Disorders of neurologic origin fall into six major categories, defined by.the functional and symptomatic level at which they operate and some patients have a psychogenic dysfunction. Lastly, in any series of gait disorders in the elderly no definite cause can be established and these are labeled "idiopathic".

Basic causes of gait abnormalities:

1. Weakness

2. Deafferentation i.e. Loss of sensory feedback

3. Ataxia i.e. Loss of coordination

4. Dizziness

5. "Extra-pyramidal" dysfunction i.e. dysfunction in the basal ganglia

6. Frontal lobe dysfunction

7. Psychiatric dysfunction

The physical signs and symptoms, and therapeutic approach to each is described below. The diagnosis is dependent on what is found on physical examination. It's a bit like reading a detective novel, rounding up all of the suspects, and then eliminating possibilities one by one in order to finger the culprit. Only after the examination can the physician decide what the best investigative study is for any particular patient.

Weakness

Weakness implies malfunction of muscles which lose their strength. The diagnostic approach here is to decide if the problem is in the peripheral nervous system, or centrally in the brain and/or spinal cord.
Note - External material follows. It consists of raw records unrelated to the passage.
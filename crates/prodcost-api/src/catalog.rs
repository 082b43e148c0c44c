//! Handlers for the reference-data endpoints.
//!
//! | Method   | Path | Notes |
//! |----------|------|-------|
//! | `GET`    | `/units` | Sorted by name |
//! | `POST`   | `/units` | Body: `{"name":"kg"}` |
//! | `GET`    | `/units/:id` | 404 if not found |
//! | `DELETE` | `/units/:id` | 409 while referenced |
//! | `GET`    | `/nomenclature` | Sorted by name |
//! | `POST`   | `/nomenclature` | Body: `{"name":"Flour","base_uom_id":"..."}` |
//! | `GET`    | `/nomenclature/:id` | 404 if not found |
//! | `DELETE` | `/nomenclature/:id` | 409 while referenced |
//! | `GET`    | `/counterparties` | Sorted by name |
//! | `POST`   | `/counterparties` | Body: `{"name":"..."}` |
//! | `GET`    | `/counterparties/:id` | 404 if not found |
//! | `DELETE` | `/counterparties/:id` | 409 while referenced |
//! | `GET`    | `/conversion-rates` | Optional `?material_id=` |
//! | `POST`   | `/conversion-rates` | Body: [`NewConversionRate`] |

use std::sync::Arc;

use axum::{
  Json,
  extract::{Path, Query, State},
  http::StatusCode,
  response::IntoResponse,
};
use prodcost_core::{
  catalog::{
    ConversionRate, Counterparty, NewConversionRate, NewCounterparty,
    NewNomenclature, NewUnitOfMeasure, Nomenclature, UnitOfMeasure,
  },
  store::ProductionStore,
};
use serde::Deserialize;
use uuid::Uuid;

use crate::error::ApiError;

/// Map a `delete_*` outcome to `204`, or `404` when the row was absent.
fn deleted(found: bool, what: &str, id: Uuid) -> Result<StatusCode, ApiError> {
  if found {
    Ok(StatusCode::NO_CONTENT)
  } else {
    Err(ApiError::NotFound(format!("{what} {id} not found")))
  }
}

// ─── Units ────────────────────────────────────────────────────────────────────

/// `GET /units`
pub async fn list_units<S: ProductionStore>(
  State(store): State<Arc<S>>,
) -> Result<Json<Vec<UnitOfMeasure>>, ApiError> {
  let units = store.list_units().await.map_err(ApiError::store)?;
  Ok(Json(units))
}

/// `POST /units`: returns 201 + the stored unit.
pub async fn create_unit<S: ProductionStore>(
  State(store): State<Arc<S>>,
  Json(body): Json<NewUnitOfMeasure>,
) -> Result<impl IntoResponse, ApiError> {
  let unit = store.add_unit(body).await.map_err(ApiError::store)?;
  Ok((StatusCode::CREATED, Json(unit)))
}

/// `GET /units/:id`
pub async fn get_unit<S: ProductionStore>(
  State(store): State<Arc<S>>,
  Path(id): Path<Uuid>,
) -> Result<Json<UnitOfMeasure>, ApiError> {
  let unit = store
    .get_unit(id)
    .await
    .map_err(ApiError::store)?
    .ok_or_else(|| ApiError::NotFound(format!("unit {id} not found")))?;
  Ok(Json(unit))
}

/// `DELETE /units/:id`
pub async fn delete_unit<S: ProductionStore>(
  State(store): State<Arc<S>>,
  Path(id): Path<Uuid>,
) -> Result<StatusCode, ApiError> {
  let found = store.delete_unit(id).await.map_err(ApiError::store)?;
  deleted(found, "unit", id)
}

// ─── Nomenclature ─────────────────────────────────────────────────────────────

/// `GET /nomenclature`
pub async fn list_nomenclature<S: ProductionStore>(
  State(store): State<Arc<S>>,
) -> Result<Json<Vec<Nomenclature>>, ApiError> {
  let entries = store.list_nomenclature().await.map_err(ApiError::store)?;
  Ok(Json(entries))
}

/// `POST /nomenclature`: returns 201 + the stored entry.
pub async fn create_nomenclature<S: ProductionStore>(
  State(store): State<Arc<S>>,
  Json(body): Json<NewNomenclature>,
) -> Result<impl IntoResponse, ApiError> {
  let entry = store.add_nomenclature(body).await.map_err(ApiError::store)?;
  Ok((StatusCode::CREATED, Json(entry)))
}

/// `GET /nomenclature/:id`
pub async fn get_nomenclature<S: ProductionStore>(
  State(store): State<Arc<S>>,
  Path(id): Path<Uuid>,
) -> Result<Json<Nomenclature>, ApiError> {
  let entry = store
    .get_nomenclature(id)
    .await
    .map_err(ApiError::store)?
    .ok_or_else(|| ApiError::NotFound(format!("nomenclature {id} not found")))?;
  Ok(Json(entry))
}

/// `DELETE /nomenclature/:id`
pub async fn delete_nomenclature<S: ProductionStore>(
  State(store): State<Arc<S>>,
  Path(id): Path<Uuid>,
) -> Result<StatusCode, ApiError> {
  let found = store
    .delete_nomenclature(id)
    .await
    .map_err(ApiError::store)?;
  deleted(found, "nomenclature", id)
}

// ─── Counterparties ───────────────────────────────────────────────────────────

/// `GET /counterparties`
pub async fn list_counterparties<S: ProductionStore>(
  State(store): State<Arc<S>>,
) -> Result<Json<Vec<Counterparty>>, ApiError> {
  let parties = store.list_counterparties().await.map_err(ApiError::store)?;
  Ok(Json(parties))
}

/// `POST /counterparties`: returns 201 + the stored counterparty.
pub async fn create_counterparty<S: ProductionStore>(
  State(store): State<Arc<S>>,
  Json(body): Json<NewCounterparty>,
) -> Result<impl IntoResponse, ApiError> {
  let party = store.add_counterparty(body).await.map_err(ApiError::store)?;
  Ok((StatusCode::CREATED, Json(party)))
}

/// `GET /counterparties/:id`
pub async fn get_counterparty<S: ProductionStore>(
  State(store): State<Arc<S>>,
  Path(id): Path<Uuid>,
) -> Result<Json<Counterparty>, ApiError> {
  let party = store
    .get_counterparty(id)
    .await
    .map_err(ApiError::store)?
    .ok_or_else(|| ApiError::NotFound(format!("counterparty {id} not found")))?;
  Ok(Json(party))
}

/// `DELETE /counterparties/:id`
pub async fn delete_counterparty<S: ProductionStore>(
  State(store): State<Arc<S>>,
  Path(id): Path<Uuid>,
) -> Result<StatusCode, ApiError> {
  let found = store
    .delete_counterparty(id)
    .await
    .map_err(ApiError::store)?;
  deleted(found, "counterparty", id)
}

// ─── Conversion rates ─────────────────────────────────────────────────────────

#[derive(Debug, Deserialize)]
pub struct RateParams {
  pub material_id: Option<Uuid>,
}

/// `GET /conversion-rates[?material_id=<id>]`
pub async fn list_conversion_rates<S: ProductionStore>(
  State(store): State<Arc<S>>,
  Query(params): Query<RateParams>,
) -> Result<Json<Vec<ConversionRate>>, ApiError> {
  let rates = store
    .list_conversion_rates(params.material_id)
    .await
    .map_err(ApiError::store)?;
  Ok(Json(rates))
}

/// `POST /conversion-rates`: returns 201 + the stored rate.
pub async fn create_conversion_rate<S: ProductionStore>(
  State(store): State<Arc<S>>,
  Json(body): Json<NewConversionRate>,
) -> Result<impl IntoResponse, ApiError> {
  let rate = store
    .add_conversion_rate(body)
    .await
    .map_err(ApiError::store)?;
  Ok((StatusCode::CREATED, Json(rate)))
}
Peripheral or lower motor neuron (LMN) weakness

The Anatomy:

The peripheral motor nervous system starts in the spinal cord where the cells of origin of the motor nerves (anterior horn cells) are located. The nerve roots connect with the spinal cord by two rootlets; the front or anterior root is motor, for muscle activity, and the posterior or dorsal root is for sensory input. Motor impulses leave the spine via the nerve root. The roots, having exited the boney spinal column, coalesce to form a plexus or network fairly close to the spinal column. One plexus is in the neck, just above the collar bone (clavicle), and the other is in the back part of the lower abdomen. Individually named nerves emerge from the plexus and course to the peripheral muscles in a preordained fashion so that each nerve supplies a particular group of muscles. The termination of each motor nerve is in the muscle and the end of the nerve forms a small disk or plate-like structure called an "endplate." The electrical activity of the nerve is translated into a neurotransmitter chemical (acetylcholine) which is released from the endplate of the nerve, passes into a small cleft-like space between the endplate of the nerve and the muscle itself (synaptic cleft) and activates receptor areas on the muscle surface (post synaptic membrane). This chemical transmission once again triggers electrical activity in the muscle, which contracts.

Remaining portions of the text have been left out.